それは厚生年金の資金を企業が国に変わり運用することです。高度成長期の右肩上がりの時代には、株価は必ず上昇するとの神話がありました。そこで企業は国とあらかじめ運用益の額を決めておき、企業が実際に国との約束以上の運用益を上げた場合はその利益を厚生年金基金として活用し、三回建て部分の企業年金の原資として活用していました。
ところが株価低迷と低金利時代が長く続くと、国と約束した運用益はとても達成できないどころか逆ざやが生じて来ます。たまりかねた企業は続々と代行業務を返上して負担を減らす行動に出ました。代行部分は多くが株式運用されていましたから、代行を返上するには一旦保有株式を売却し現金で国に返却しなければなりません。

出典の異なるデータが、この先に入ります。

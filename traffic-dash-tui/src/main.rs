use chrono::Utc;
use crossterm::{
    event::{self, Event, KeyCode},
    execute,
    terminal::{disable_raw_mode, enable_raw_mode, EnterAlternateScreen, LeaveAlternateScreen},
};
use ratatui::{
    backend::CrosstermBackend,
    layout::{Alignment, Constraint, Direction, Layout, Rect},
    style::{Color, Modifier, Style},
    symbols,
    text::{Line, Span},
    widgets::{Axis, Bar, BarChart, BarGroup, Block, Borders, Chart, Dataset, GraphType, Paragraph},
    Frame, Terminal,
};
use std::{io, time::Duration};
use tokio::sync::mpsc;
use traffic_dash::{
    format_bytes, present, ChartSpec, ConnectionManager, ConnectionState, DashError,
    Command, HistoryClient, HistoryRange, HistorySeries, Selection, StreamConfig, Theme,
    ThemePreference, TrafficStore, ViewController, ViewState,
};

/// Everything the driver loop owns. Single-writer for the store and the held
/// history result; the render pass only reads.
struct App {
    store: TrafficStore,
    controller: ViewController,
    manager: ConnectionManager,
    history_client: HistoryClient,
    history_tx: mpsc::Sender<(u64, Result<HistorySeries, DashError>)>,
    theme: Theme,
    theme_preference: ThemePreference,
    connection_state: ConnectionState,
    /// Cursor over the selectable clients of the current view
    selected: usize,
    running: bool,
}

impl App {
    /// Clients selectable in the current view, in render order.
    fn selectable_clients(&self) -> Vec<String> {
        match self.controller.view() {
            ViewState::Live => self.store.overview_order(),
            ViewState::History { .. } => self
                .controller
                .history()
                .map(|history| history.clients().cloned().collect())
                .unwrap_or_default(),
            ViewState::Drilldown { .. } => Vec::new(),
        }
    }

    fn handle_key(&mut self, key: KeyCode) {
        match key {
            KeyCode::Char('q') | KeyCode::Char('Q') => {
                self.running = false;
            }
            KeyCode::Up => {
                self.selected = self.selected.saturating_sub(1);
            }
            KeyCode::Down => {
                let count = self.selectable_clients().len();
                if count > 0 {
                    self.selected = (self.selected + 1).min(count - 1);
                }
            }
            KeyCode::Enter => {
                if let Some(client) = self.selectable_clients().get(self.selected) {
                    self.apply_selection(Selection::Client(client.clone()));
                }
            }
            KeyCode::Char('1') => self.apply_selection(Selection::Range(HistoryRange::M15)),
            KeyCode::Char('2') => self.apply_selection(Selection::Range(HistoryRange::H1)),
            KeyCode::Char('3') => self.apply_selection(Selection::Range(HistoryRange::H6)),
            KeyCode::Char('l') | KeyCode::Char('L') => self.apply_selection(Selection::Live),
            KeyCode::Esc | KeyCode::Backspace | KeyCode::Char('b') => {
                self.apply_selection(Selection::Back);
            }
            KeyCode::Char('t') | KeyCode::Char('T') => {
                self.theme = self.theme_preference.toggle(self.theme);
            }
            _ => {}
        }
    }

    /// Route a selection through the view controller and execute the
    /// returned commands.
    fn apply_selection(&mut self, selection: Selection) {
        self.selected = 0;
        for command in self.controller.handle(selection) {
            match command {
                Command::CloseStream => self.manager.close(),
                Command::OpenStream => self.manager.open(),
                Command::FetchHistory { range, seq } => {
                    let client = self.history_client.clone();
                    let tx = self.history_tx.clone();
                    tokio::spawn(async move {
                        let result = client.fetch_range(range).await;
                        let _ = tx.send((seq, result)).await;
                    });
                }
            }
        }
    }
}

#[tokio::main]
async fn main() -> Result<(), Box<dyn std::error::Error>> {
    init_tracing();

    // Setup terminal
    enable_raw_mode()?;
    let mut stdout = io::stdout();
    execute!(stdout, EnterAlternateScreen)?;
    let backend = CrosstermBackend::new(stdout);
    let mut terminal = Terminal::new(backend)?;

    let res = run_app(&mut terminal).await;

    // Restore terminal
    disable_raw_mode()?;
    execute!(terminal.backend_mut(), LeaveAlternateScreen)?;
    terminal.show_cursor()?;

    res
}

/// Log to the file named by `TRAFFIC_DASH_LOG` so the alternate screen stays
/// clean; without it, logging is off.
fn init_tracing() {
    if let Ok(path) = std::env::var("TRAFFIC_DASH_LOG") {
        if let Ok(file) = std::fs::File::create(path) {
            tracing_subscriber::fmt()
                .with_writer(file)
                .with_ansi(false)
                .init();
        }
    }
}

async fn run_app<B: ratatui::backend::Backend>(
    terminal: &mut Terminal<B>,
) -> Result<(), Box<dyn std::error::Error>> {
    let (manager, mut update_rx, state_rx) = ConnectionManager::new(StreamConfig::from_env());
    let (history_tx, mut history_rx) = mpsc::channel(8);
    let theme_preference = ThemePreference::from_env();
    let theme = theme_preference.load();

    let mut app = App {
        store: TrafficStore::new(),
        controller: ViewController::new(),
        manager,
        history_client: HistoryClient::from_env(),
        history_tx,
        theme,
        theme_preference,
        connection_state: ConnectionState::Idle,
        selected: 0,
        running: true,
    };

    app.manager.open();

    let tick_rate = Duration::from_millis(100);

    while app.running {
        // Apply everything that arrived since the last frame, in order.
        while let Ok(update) = update_rx.try_recv() {
            app.store.update(update.snapshot, update.metadata);
        }
        while let Ok((seq, result)) = history_rx.try_recv() {
            app.controller.apply_history(seq, result);
        }
        app.connection_state = *state_rx.borrow();

        terminal.draw(|f| ui(f, &app))?;

        if event::poll(tick_rate)? {
            if let Event::Key(key) = event::read()? {
                app.handle_key(key.code);
            }
        }
    }

    Ok(())
}

fn to_color(rgb: present::Rgb) -> Color {
    Color::Rgb(rgb.0, rgb.1, rgb.2)
}

fn ui(f: &mut Frame, app: &App) {
    let chunks = Layout::default()
        .direction(Direction::Vertical)
        .constraints([Constraint::Length(3), Constraint::Min(0), Constraint::Length(1)])
        .split(f.area());

    render_status_bar(f, chunks[0], app);

    let spec = present::render(
        app.controller.view(),
        &app.store,
        app.controller.history(),
        app.theme,
    );
    match spec {
        ChartSpec::Bars(bars) => render_bars(f, chunks[1], app, &bars),
        ChartSpec::Lines(lines) => render_lines(f, chunks[1], &lines),
    }

    render_help(f, chunks[2], app);
}

fn render_status_bar(f: &mut Frame, area: Rect, app: &App) {
    let style = present::ChartStyle::for_theme(app.theme);

    let (symbol, color) = match app.connection_state {
        ConnectionState::Connected => ("●", Color::Rgb(0, 255, 127)),
        ConnectionState::Connecting | ConnectionState::Disconnected => {
            ("◌", Color::Rgb(255, 215, 0))
        }
        ConnectionState::Idle | ConnectionState::Closed => ("○", Color::Rgb(128, 128, 150)),
    };

    let mut spans = vec![
        Span::styled(
            format!(" {} {} ", symbol, app.connection_state.label()),
            Style::default().fg(color).add_modifier(Modifier::BOLD),
        ),
        Span::styled(
            breadcrumb(app),
            Style::default().fg(to_color(style.text)),
        ),
    ];

    let totals = app.store.global_totals();
    spans.push(Span::styled(
        format!(
            " | {} clients, in {}, out {} ",
            totals.clients,
            format_bytes(totals.inbound),
            format_bytes(totals.outbound)
        ),
        Style::default().fg(Color::Rgb(100, 149, 237)),
    ));

    if let Some(updated) = app.store.last_update() {
        spans.push(Span::styled(
            format!(" | updated {} ", updated.format("%H:%M:%S")),
            Style::default().fg(Color::Rgb(128, 128, 150)),
        ));
    }

    if let Some(error) = app.controller.history_error() {
        spans.push(Span::styled(
            format!(" | {error} "),
            Style::default().fg(Color::Rgb(255, 69, 58)),
        ));
    }

    let block = Block::default()
        .borders(Borders::ALL)
        .title(" Traffic Dashboard ")
        .border_style(Style::default().fg(to_color(style.grid)));

    f.render_widget(
        Paragraph::new(Line::from(spans))
            .block(block)
            .alignment(Alignment::Left),
        area,
    );
}

fn breadcrumb(app: &App) -> String {
    match app.controller.view() {
        ViewState::Live => "| Overview (live)".to_string(),
        ViewState::Drilldown { client } => {
            format!("| Detail: {}", app.store.display_label(client))
        }
        ViewState::History { range } => format!("| {}", range.label()),
    }
}

fn render_bars(f: &mut Frame, area: Rect, app: &App, spec: &present::BarSpec) {
    let style = spec.style;

    let mut chart = BarChart::default()
        .block(
            Block::default()
                .borders(Borders::ALL)
                .title(format!(" {} ", spec.title))
                .border_style(Style::default().fg(to_color(style.grid)))
                .title_style(Style::default().fg(to_color(style.text))),
        )
        .bar_width(9)
        .bar_gap(1)
        .group_gap(3);

    let selectable = app.selectable_clients();

    for (index, category) in spec.categories.iter().enumerate() {
        let label_style = if !selectable.is_empty() && index == app.selected {
            Style::default()
                .fg(to_color(style.text))
                .add_modifier(Modifier::BOLD | Modifier::UNDERLINED)
        } else {
            Style::default().fg(to_color(style.text))
        };

        let group = BarGroup::default()
            .label(Line::styled(category.clone(), label_style))
            .bars(&[
                Bar::default()
                    .value(spec.inbound[index])
                    .text_value(format_bytes(spec.inbound[index]))
                    .style(Style::default().fg(to_color(present::INBOUND_COLOR))),
                Bar::default()
                    .value(spec.outbound[index])
                    .text_value(format_bytes(spec.outbound[index]))
                    .style(Style::default().fg(to_color(present::OUTBOUND_COLOR))),
            ]);
        chart = chart.data(group);
    }

    f.render_widget(chart, area);
}

fn render_lines(f: &mut Frame, area: Rect, spec: &present::LineSpec) {
    let style = spec.style;

    // Chart datasets borrow their point slices, so materialise them first.
    let series_points: Vec<Vec<(f64, f64)>> = spec
        .series
        .iter()
        .map(|series| {
            series
                .points
                .iter()
                .map(|(time, total)| (time.timestamp() as f64, *total as f64))
                .collect()
        })
        .collect();

    let datasets: Vec<Dataset> = spec
        .series
        .iter()
        .zip(&series_points)
        .map(|(series, points)| {
            Dataset::default()
                .name(series.label.clone())
                .marker(symbols::Marker::Braille)
                .graph_type(GraphType::Line)
                .style(Style::default().fg(to_color(series.color)))
                .data(points)
        })
        .collect();

    let (x_min, x_max) = bounds(series_points.iter().flatten().map(|point| point.0));
    let (_, y_max) = bounds(series_points.iter().flatten().map(|point| point.1));

    let x_labels = vec![
        format_instant(x_min),
        format_instant((x_min + x_max) / 2.0),
        format_instant(x_max),
    ];
    let y_labels = vec![
        "0 B".to_string(),
        format_bytes((y_max / 2.0) as u64),
        format_bytes(y_max as u64),
    ];

    let chart = Chart::new(datasets)
        .block(
            Block::default()
                .borders(Borders::ALL)
                .title(format!(" {} ", spec.title))
                .border_style(Style::default().fg(to_color(style.grid)))
                .title_style(Style::default().fg(to_color(style.text))),
        )
        .x_axis(
            Axis::default()
                .style(Style::default().fg(to_color(style.grid)))
                .labels(x_labels)
                .bounds([x_min, x_max.max(x_min + 1.0)]),
        )
        .y_axis(
            Axis::default()
                .style(Style::default().fg(to_color(style.grid)))
                .labels(y_labels)
                .bounds([0.0, y_max.max(1.0)]),
        );

    f.render_widget(chart, area);
}

fn bounds(values: impl Iterator<Item = f64>) -> (f64, f64) {
    let (min, max) = values.fold((f64::MAX, 0.0), |(min, max): (f64, f64), value| {
        (min.min(value), max.max(value))
    });
    if min > max {
        (0.0, 0.0)
    } else {
        (min, max)
    }
}

fn format_instant(secs: f64) -> String {
    chrono::DateTime::<Utc>::from_timestamp(secs as i64, 0)
        .map(|time| time.format("%H:%M").to_string())
        .unwrap_or_default()
}

fn render_help(f: &mut Frame, area: Rect, app: &App) {
    let help = match app.controller.view() {
        ViewState::Live => {
            " [Up/Down] select  [Enter] detail  [1/2/3] history 15m/1h/6h  [t] theme  [q] quit "
        }
        ViewState::Drilldown { .. } => {
            " [Esc] back  [l] live  [1/2/3] history 15m/1h/6h  [t] theme  [q] quit "
        }
        ViewState::History { .. } => {
            " [Up/Down] select  [Enter] detail  [1/2/3] range  [l] live  [Esc] back  [q] quit "
        }
    };

    f.render_widget(
        Paragraph::new(help).style(Style::default().fg(Color::Rgb(128, 128, 150))),
        area,
    );
}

おかげで株価が低迷している上に代行返上による株式売却の圧力が加わり、日本経済は打撃を受けました。代行返上と同時に厚生年金基金も解散しなければならず、企業年金部分に大きな問題が生じました。
また企業年金の多くは代行をするしないにかかわらず年金の支給額を約束する「確定給付型年金」ですから、株価下落と低金利時代には容易に約束した利率を確保出来ず苦しんでいます。そして代行返上を契機に厚生年金基金を解散し「確定拠出型年金」に抜本的改正を行った会社や、代行返上をしない会社でも「確定拠出型年金」に移行しつつあります。
この「確定拠出型年金」とは従業員が積み立てる年金を、その運用益を保証することなく、現実に運用した結果をそのまま年金として還元するしくみです。401Kなどと言う言葉は「確定拠出型年金」を示しています。企業では時代の変革に合わせて制度の改革が着々と進んでいます。
もっとも企業の場合は組合も「企業の存続あっての組合」の立場を取ることが多いので、企業の存続が危ないと言えば、大部分の従業員は泣き寝入りですから、時代の要請に合わせた制度の改革もやりやすいのでしょうが、抜本的改革へ着実に進行していることは事実です。